> AVAILABLE DATA:

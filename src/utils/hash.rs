//! Parameter hashing for keyed storage lookups.
//!
//! Some reader methods take `bytes32` keys that are derived on-chain as
//! `keccak256(abi.encode(...))`. Callers pass the pre-image as a
//! `(types, values)` pair and the encoder replaces it with the hash.

use alloy::dyn_abi::{DynSolType, DynSolValue};
use alloy::primitives::{keccak256, B256};
use serde_json::Value;

use crate::multicall::EncodeError;
use crate::utils::json_to_sol_value;

/// Compute `keccak256(abi.encode(values...))` for the given types.
///
/// `types` is either a single type string (with `values` the single value) or
/// an array of type strings with a matching array of values.
///
/// # Example
/// ```ignore
/// let key = hash_data(&json!(["address", "string"]), &json!([market, "MAX_PNL"]))?;
/// ```
pub fn hash_data(types: &Value, values: &Value) -> Result<B256, EncodeError> {
    let pairs: Vec<(&Value, &Value)> = match (types, values) {
        (Value::Array(types), Value::Array(values)) => {
            if types.len() != values.len() {
                return Err(EncodeError::InvalidHashParam(format!(
                    "{} types for {} values",
                    types.len(),
                    values.len()
                )));
            }
            types.iter().zip(values).collect()
        },
        (Value::String(_), value) => vec![(types, value)],
        _ => {
            return Err(EncodeError::InvalidHashParam(format!(
                "expected a type or list of types, got {}",
                types
            )))
        },
    };

    let encoded = pairs
        .into_iter()
        .map(|(ty, value)| {
            let ty: DynSolType = ty
                .as_str()
                .ok_or_else(|| EncodeError::InvalidHashParam(format!("invalid type {}", ty)))?
                .parse()
                .map_err(|e| EncodeError::InvalidHashParam(format!("{}", e)))?;
            json_to_sol_value(&ty, value)
        })
        .collect::<Result<Vec<_>, _>>()?;

    Ok(keccak256(DynSolValue::Tuple(encoded).abi_encode_params()))
}

/// Hash a single `[types, values]` parameter pair.
pub fn hash_param(param: &Value) -> Result<B256, EncodeError> {
    match param {
        Value::Array(pair) if pair.len() == 2 => hash_data(&pair[0], &pair[1]),
        _ => Err(EncodeError::InvalidHashParam(format!(
            "expected a [types, values] pair, got {}",
            param
        ))),
    }
}
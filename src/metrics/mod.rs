//! Structured observability events.
//!
//! Events are fire-and-forget: a sink must never block or fail the call path.
//! Errors are logged but never propagated.

use log::{info, warn};
use serde::{Deserialize, Serialize};
use tokio::sync::mpsc;

pub const MULTICALL_TIMEOUT_EVENT: &str = "multicall.timeout";
pub const RPC_TIMEOUT_METRIC: &str = "rpcTimeout";

/// Where the aggregation runs. Only used to label events.
#[derive(Debug, Clone, Copy, PartialEq, Eq)]
pub enum ExecutionContext {
    Main,
    Worker,
}

impl ExecutionContext {
    pub fn is_main_thread(self) -> bool {
        matches!(self, ExecutionContext::Main)
    }
}

#[derive(Debug, Clone, PartialEq, Serialize, Deserialize)]
#[serde(rename_all = "camelCase")]
pub struct MetricData {
    pub metric_type: String,
    pub is_in_main_thread: bool,
}

#[derive(Debug, Clone, PartialEq, Serialize, Deserialize)]
#[serde(rename_all = "camelCase")]
pub struct MetricEvent {
    pub event: String,
    pub is_error: bool,
    pub message: String,
    pub data: MetricData,
}

impl MetricEvent {
    /// Primary aggregation attempt timed out or failed at the transport level.
    pub fn rpc_timeout(message: impl Into<String>, context: ExecutionContext) -> Self {
        Self {
            event: MULTICALL_TIMEOUT_EVENT.to_string(),
            is_error: true,
            message: message.into(),
            data: MetricData {
                metric_type: RPC_TIMEOUT_METRIC.to_string(),
                is_in_main_thread: context.is_main_thread(),
            },
        }
    }
}

pub trait MetricsSink: Send + Sync {
    fn emit(&self, event: MetricEvent);
}

/// Writes each event as a single JSON log line.
#[derive(Debug, Clone, Copy, Default)]
pub struct LogSink;

impl MetricsSink for LogSink {
    fn emit(&self, event: MetricEvent) {
        match serde_json::to_string(&event) {
            Ok(json) => info!("metric {}", json),
            Err(e) => warn!("Failed to serialize metric {}: {}", event.event, e),
        }
    }
}

/// Forwards events to a bounded channel, dropping them when it is full.
#[derive(Debug, Clone)]
pub struct ChannelSink {
    sender: mpsc::Sender<MetricEvent>,
}

impl ChannelSink {
    pub fn new(sender: mpsc::Sender<MetricEvent>) -> Self {
        Self { sender }
    }
}

impl MetricsSink for ChannelSink {
    fn emit(&self, event: MetricEvent) {
        if let Err(e) = self.sender.try_send(event) {
            warn!("Dropping metric event: {}", e);
        }
    }
}
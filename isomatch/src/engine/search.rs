//! Depth-first backtracking over partial vertex assignments.

use std::cmp::Reverse;

use tracing::trace;

use crate::engine::MatchError;
use crate::engine::assignment::Assignment;
use crate::engine::budget::SearchBudget;
use crate::graph::{Graph, VertexId};
use crate::invariants::GraphIndex;

pub(super) struct SearchCtx<'g> {
    pub left: &'g Graph,
    pub right: &'g Graph,
    pub left_index: &'g GraphIndex,
    pub right_index: &'g GraphIndex,
    /// Left-graph vertices in the order the search assigns them.
    pub selection: Vec<VertexId>,
}

/// Fixed assignment order for the left graph: degree descending, ties broken
/// by ascending index. Most-constrained-first shrinks the branching factor;
/// the stable tie-break keeps witnesses reproducible across runs.
pub(super) fn selection_order(index: &GraphIndex) -> Vec<VertexId> {
    let mut vertices: Vec<VertexId> = (0..index.order()).map(VertexId::from).collect();
    vertices.sort_by_key(|&v| (Reverse(index.degree(v)), v));
    vertices
}

/// Extends `st` with an image for `selection[pos]`, recursing until the
/// assignment is total or the candidate space is exhausted.
///
/// On success the witness is written to `out` and `Ok(true)` bubbles up with
/// the assignment already unwound; `Ok(false)` means this subtree has no
/// consistent extension.
///
/// # Errors
///
/// Fails with [`MatchError::Timeout`] when the budget runs out.
pub(super) fn backtrack(
    ctx: &SearchCtx<'_>,
    st: &mut Assignment,
    pos: usize,
    budget: &mut SearchBudget,
    out: &mut Option<Vec<(VertexId, VertexId)>>,
) -> Result<bool, MatchError> {
    budget.tick()?;

    if pos == ctx.selection.len() {
        *out = Some(st.to_pairs());
        return Ok(true);
    }

    let next = ctx.selection[pos];

    // Phase 1: compute candidates with only immutable access to `st`.
    let candidates: Vec<VertexId> = ctx
        .right_index
        .of_degree(ctx.left_index.degree(next))
        .iter()
        .copied()
        .filter(|&b| st.is_free_right(b))
        .filter(|&b| ctx.right_index.signature(b) == ctx.left_index.signature(next))
        .filter(|&b| consistent(ctx, st, pos, next, b))
        .collect();

    trace!(
        "depth {pos}: {} candidates for {next}",
        candidates.len()
    );

    // Phase 2: iterate candidates with scoped assign/recurse/unassign.
    for b in candidates {
        if with_assignment(st, next, b, |st_inner| {
            backtrack(ctx, st_inner, pos + 1, budget, out)
        })? {
            return Ok(true);
        }
    }

    Ok(false)
}

/// Scoped helper that assigns `a -> b`, runs `f`, then unassigns again. The
/// assignment is unwound on every path, including timeout.
fn with_assignment(
    st: &mut Assignment,
    a: VertexId,
    b: VertexId,
    f: impl FnOnce(&mut Assignment) -> Result<bool, MatchError>,
) -> Result<bool, MatchError> {
    st.assign(a, b);
    let found = f(st);
    st.unassign(a, b);
    found
}

/// Whether mapping `a -> b` preserves adjacency against every vertex mapped
/// so far. Both edges and non-edges must agree, otherwise the extension would
/// only be a homomorphism.
fn consistent(
    ctx: &SearchCtx<'_>,
    st: &Assignment,
    pos: usize,
    a: VertexId,
    b: VertexId,
) -> bool {
    ctx.selection[..pos].iter().all(|&mapped_a| {
        let mapped_b = st
            .image(mapped_a)
            .expect("selection prefix is always assigned");
        ctx.left.is_adjacent(a, mapped_a) == ctx.right.is_adjacent(b, mapped_b)
    })
}

#[cfg(test)]
mod tests {
    use super::*;
    use crate::config::MatchConfig;

    fn ctx<'g>(
        left: &'g Graph,
        right: &'g Graph,
        left_index: &'g GraphIndex,
        right_index: &'g GraphIndex,
    ) -> SearchCtx<'g> {
        SearchCtx {
            left,
            right,
            left_index,
            right_index,
            selection: selection_order(left_index),
        }
    }

    #[test]
    fn selection_order_is_degree_descending_then_index() {
        // Star: center 0 first, then the leaves in index order.
        let g = Graph::build(4, &[(0, 1), (0, 2), (0, 3)]).unwrap();
        let idx = GraphIndex::build(&g);
        let order: Vec<usize> = selection_order(&idx).iter().map(|v| v.as_usize()).collect();
        assert_eq!(order, vec![0, 1, 2, 3]);
    }

    #[test]
    fn backtrack_finds_triangle_self_witness() {
        let g = Graph::build(3, &[(0, 1), (1, 2), (2, 0)]).unwrap();
        let idx = GraphIndex::build(&g);
        let ctx = ctx(&g, &g, &idx, &idx);

        let mut st = Assignment::new(3);
        let mut budget = SearchBudget::new(&MatchConfig::unbounded());
        let mut out = None;

        let found = backtrack(&ctx, &mut st, 0, &mut budget, &mut out).unwrap();
        assert!(found);
        assert_eq!(out.unwrap().len(), 3);
        // The working assignment is unwound once the witness is captured.
        assert!(st.is_empty());
    }

    #[test]
    fn backtrack_refutes_cycle_vs_two_triangles() {
        let c6 = Graph::build(6, &[(0, 1), (1, 2), (2, 3), (3, 4), (4, 5), (5, 0)]).unwrap();
        let two_k3 = Graph::build(6, &[(0, 1), (1, 2), (2, 0), (3, 4), (4, 5), (5, 3)]).unwrap();
        let left_index = GraphIndex::build(&c6);
        let right_index = GraphIndex::build(&two_k3);
        let ctx = ctx(&c6, &two_k3, &left_index, &right_index);

        let mut st = Assignment::new(6);
        let mut budget = SearchBudget::new(&MatchConfig::unbounded());
        let mut out = None;

        let found = backtrack(&ctx, &mut st, 0, &mut budget, &mut out).unwrap();
        assert!(!found);
        assert!(out.is_none());
    }
}
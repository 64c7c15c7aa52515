//! Line-oriented graph text format.
//!
//! A `p` line declares the vertex count (third whitespace token, matching the
//! 1-based problem-line convention); an `e` line declares an edge between two
//! 1-based vertex indices. Every other line is treated as a comment. Example:
//!
//! ```text
//! c a triangle
//! p edge 3 3
//! e 1 2
//! e 2 3
//! e 3 1
//! ```

use thiserror::Error;

use crate::graph::{Graph, GraphError};

/// Malformed input text. Every variant carries the 1-based line number.
#[derive(Debug, Clone, Error, PartialEq, Eq)]
pub enum ParseError {
    /// A `p` line without a parsable vertex count in its third token.
    #[error("line {line}: malformed problem line")]
    BadHeader {
        /// Offending line number.
        line: usize,
    },

    /// More than one `p` line.
    #[error("line {line}: duplicate problem line")]
    DuplicateHeader {
        /// Offending line number.
        line: usize,
    },

    /// An `e` line whose endpoint tokens are missing or unparsable.
    #[error("line {line}: malformed edge line")]
    BadEdge {
        /// Offending line number.
        line: usize,
    },

    /// An `e` line before any `p` line declared the vertex count.
    #[error("line {line}: edge before problem line")]
    EdgeBeforeHeader {
        /// Offending line number.
        line: usize,
    },

    /// An edge endpoint outside the declared `1..=order` range.
    #[error("line {line}: edge ({u}, {v}) outside 1..={order}")]
    EdgeOutOfRange {
        /// Offending line number.
        line: usize,
        /// First endpoint as written (1-based).
        u: usize,
        /// Second endpoint as written (1-based).
        v: usize,
        /// Declared vertex count.
        order: usize,
    },

    /// A structural violation surfaced while building the graph
    /// (self-loop or duplicate edge).
    #[error(transparent)]
    Graph(#[from] GraphError),
}

/// Parses graph text into a [`Graph`].
///
/// Indices are converted from the format's 1-based convention to 0-based.
/// Text with no `p` line and no `e` lines parses as the empty graph on zero
/// vertices.
///
/// # Errors
///
/// See [`ParseError`]; no graph is constructed on failure.
pub fn parse_graph(text: &str) -> Result<Graph, ParseError> {
    let mut declared: Option<usize> = None;
    let mut edges: Vec<(usize, usize)> = Vec::new();

    for (idx, raw) in text.lines().enumerate() {
        let line = idx + 1;
        let tokens: Vec<&str> = raw.split_whitespace().collect();

        match tokens.first() {
            Some(&"p") => {
                if declared.is_some() {
                    return Err(ParseError::DuplicateHeader { line });
                }
                let order = tokens
                    .get(2)
                    .and_then(|tok| tok.parse::<usize>().ok())
                    .ok_or(ParseError::BadHeader { line })?;
                declared = Some(order);
            }
            Some(&"e") => {
                let order = declared.ok_or(ParseError::EdgeBeforeHeader { line })?;
                let endpoint = |pos: usize| {
                    tokens
                        .get(pos)
                        .and_then(|tok| tok.parse::<usize>().ok())
                        .ok_or(ParseError::BadEdge { line })
                };
                let u = endpoint(1)?;
                let v = endpoint(2)?;
                if !(1..=order).contains(&u) || !(1..=order).contains(&v) {
                    return Err(ParseError::EdgeOutOfRange { line, u, v, order });
                }
                edges.push((u - 1, v - 1));
            }
            _ => {}
        }
    }

    Ok(Graph::build(declared.unwrap_or(0), &edges)?)
}

/// Writes a graph in the same text format [`parse_graph`] reads.
#[must_use]
pub fn write_graph(graph: &Graph) -> String {
    let mut out = format!("p edge {} {}\n", graph.order(), graph.edge_count());
    for (u, v) in graph.edges() {
        out.push_str(&format!("e {} {}\n", u.as_usize() + 1, v.as_usize() + 1));
    }
    out
}

#[cfg(test)]
mod tests {
    use super::*;
    use crate::graph::VertexId;

    #[test]
    fn parses_header_edges_and_comments() {
        let text = "c a triangle\np edge 3 3\ne 1 2\ne 2 3\nsome trailing note\ne 3 1\n";
        let g = parse_graph(text).unwrap();
        assert_eq!(g.order(), 3);
        assert_eq!(g.edge_count(), 3);
        assert!(g.is_adjacent(VertexId::new(0), VertexId::new(2)));
    }

    #[test]
    fn empty_text_parses_as_empty_graph() {
        let g = parse_graph("").unwrap();
        assert_eq!(g.order(), 0);
    }

    #[test]
    fn rejects_out_of_range_endpoint() {
        let text = "p edge 4 1\ne 1 7\n";
        assert_eq!(
            parse_graph(text),
            Err(ParseError::EdgeOutOfRange {
                line: 2,
                u: 1,
                v: 7,
                order: 4
            })
        );
    }

    #[test]
    fn rejects_zero_endpoint_under_one_based_convention() {
        let text = "p edge 4 1\ne 0 2\n";
        assert!(matches!(
            parse_graph(text),
            Err(ParseError::EdgeOutOfRange { line: 2, .. })
        ));
    }

    #[test]
    fn rejects_edge_before_header() {
        assert_eq!(
            parse_graph("e 1 2\np edge 3 1\n"),
            Err(ParseError::EdgeBeforeHeader { line: 1 })
        );
    }

    #[test]
    fn rejects_duplicate_header() {
        assert_eq!(
            parse_graph("p edge 3 0\np edge 4 0\n"),
            Err(ParseError::DuplicateHeader { line: 2 })
        );
    }

    #[test]
    fn rejects_malformed_header_and_edge_lines() {
        assert_eq!(
            parse_graph("p edge three 0\n"),
            Err(ParseError::BadHeader { line: 1 })
        );
        assert_eq!(
            parse_graph("p edge 3 1\ne 1\n"),
            Err(ParseError::BadEdge { line: 2 })
        );
    }

    #[test]
    fn surfaces_self_loop_and_duplicate_as_graph_errors() {
        assert!(matches!(
            parse_graph("p edge 3 1\ne 2 2\n"),
            Err(ParseError::Graph(GraphError::SelfLoop { vertex: 1 }))
        ));
        assert!(matches!(
            parse_graph("p edge 3 2\ne 1 2\ne 2 1\n"),
            Err(ParseError::Graph(GraphError::DuplicateEdge { .. }))
        ));
    }

    #[test]
    fn write_then_parse_round_trips() {
        let g = Graph::build(5, &[(0, 4), (1, 2), (2, 4)]).unwrap();
        let round_tripped = parse_graph(&write_graph(&g)).unwrap();
        assert_eq!(round_tripped, g);
    }
}
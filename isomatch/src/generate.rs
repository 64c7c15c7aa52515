//! Random simple-graph synthesis.
//!
//! The pseudo-random source is injected by the caller so test data stays
//! reproducible; nothing here reaches for an ambient global generator.

use rand::Rng;
use rand::seq::index;

use crate::graph::Graph;

/// Target edge volume for [`random_graph`].
#[derive(Clone, Copy, Debug, PartialEq)]
pub enum EdgeBudget {
    /// Fraction of all `order * (order - 1) / 2` vertex pairs, clamped to
    /// `[0, 1]`.
    Density(f64),
    /// Absolute edge count, clamped to `order * (order - 1) / 2`.
    Count(usize),
}

/// Generates a graph on `order` vertices by uniform selection without
/// replacement among all vertex pairs until the target edge count is met.
pub fn random_graph<R: Rng + ?Sized>(order: usize, budget: EdgeBudget, rng: &mut R) -> Graph {
    let pairs: Vec<(usize, usize)> = (0..order)
        .flat_map(|u| ((u + 1)..order).map(move |v| (u, v)))
        .collect();

    let target = match budget {
        EdgeBudget::Density(density) => {
            (density.clamp(0.0, 1.0) * pairs.len() as f64).round() as usize
        }
        EdgeBudget::Count(count) => count.min(pairs.len()),
    };

    let chosen: Vec<(usize, usize)> = index::sample(rng, pairs.len(), target)
        .into_iter()
        .map(|i| pairs[i])
        .collect();

    Graph::build(order, &chosen).expect("sampled pairs are distinct, in range and loop-free")
}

> DIRECTIONS:
Your answer must be the lines above from the one containing "let ctx = ctx(&g, &g, &idx, &idx);" to the one containing "token, matching the", both included, restated word for word.

> RESPONSE TO THIS EXERCISE:
        let ctx = ctx(&g, &g, &idx, &idx);

        let mut st = Assignment::new(3);
        let mut budget = SearchBudget::new(&MatchConfig::unbounded());
        let mut out = None;

        let found = backtrack(&ctx, &mut st, 0, &mut budget, &mut out).unwrap();
        assert!(found);
        assert_eq!(out.unwrap().len(), 3);
        // The working assignment is unwound once the witness is captured.
        assert!(st.is_empty());
    }

    #[test]
    fn backtrack_refutes_cycle_vs_two_triangles() {
        let c6 = Graph::build(6, &[(0, 1), (1, 2), (2, 3), (3, 4), (4, 5), (5, 0)]).unwrap();
        let two_k3 = Graph::build(6, &[(0, 1), (1, 2), (2, 0), (3, 4), (4, 5), (5, 3)]).unwrap();
        let left_index = GraphIndex::build(&c6);
        let right_index = GraphIndex::build(&two_k3);
        let ctx = ctx(&c6, &two_k3, &left_index, &right_index);

        let mut st = Assignment::new(6);
        let mut budget = SearchBudget::new(&MatchConfig::unbounded());
        let mut out = None;

        let found = backtrack(&ctx, &mut st, 0, &mut budget, &mut out).unwrap();
        assert!(!found);
        assert!(out.is_none());
    }
}
repository 64c7c15c7aa52515
//! Line-oriented graph text format.
//!
//! A `p` line declares the vertex count (third whitespace token, matching the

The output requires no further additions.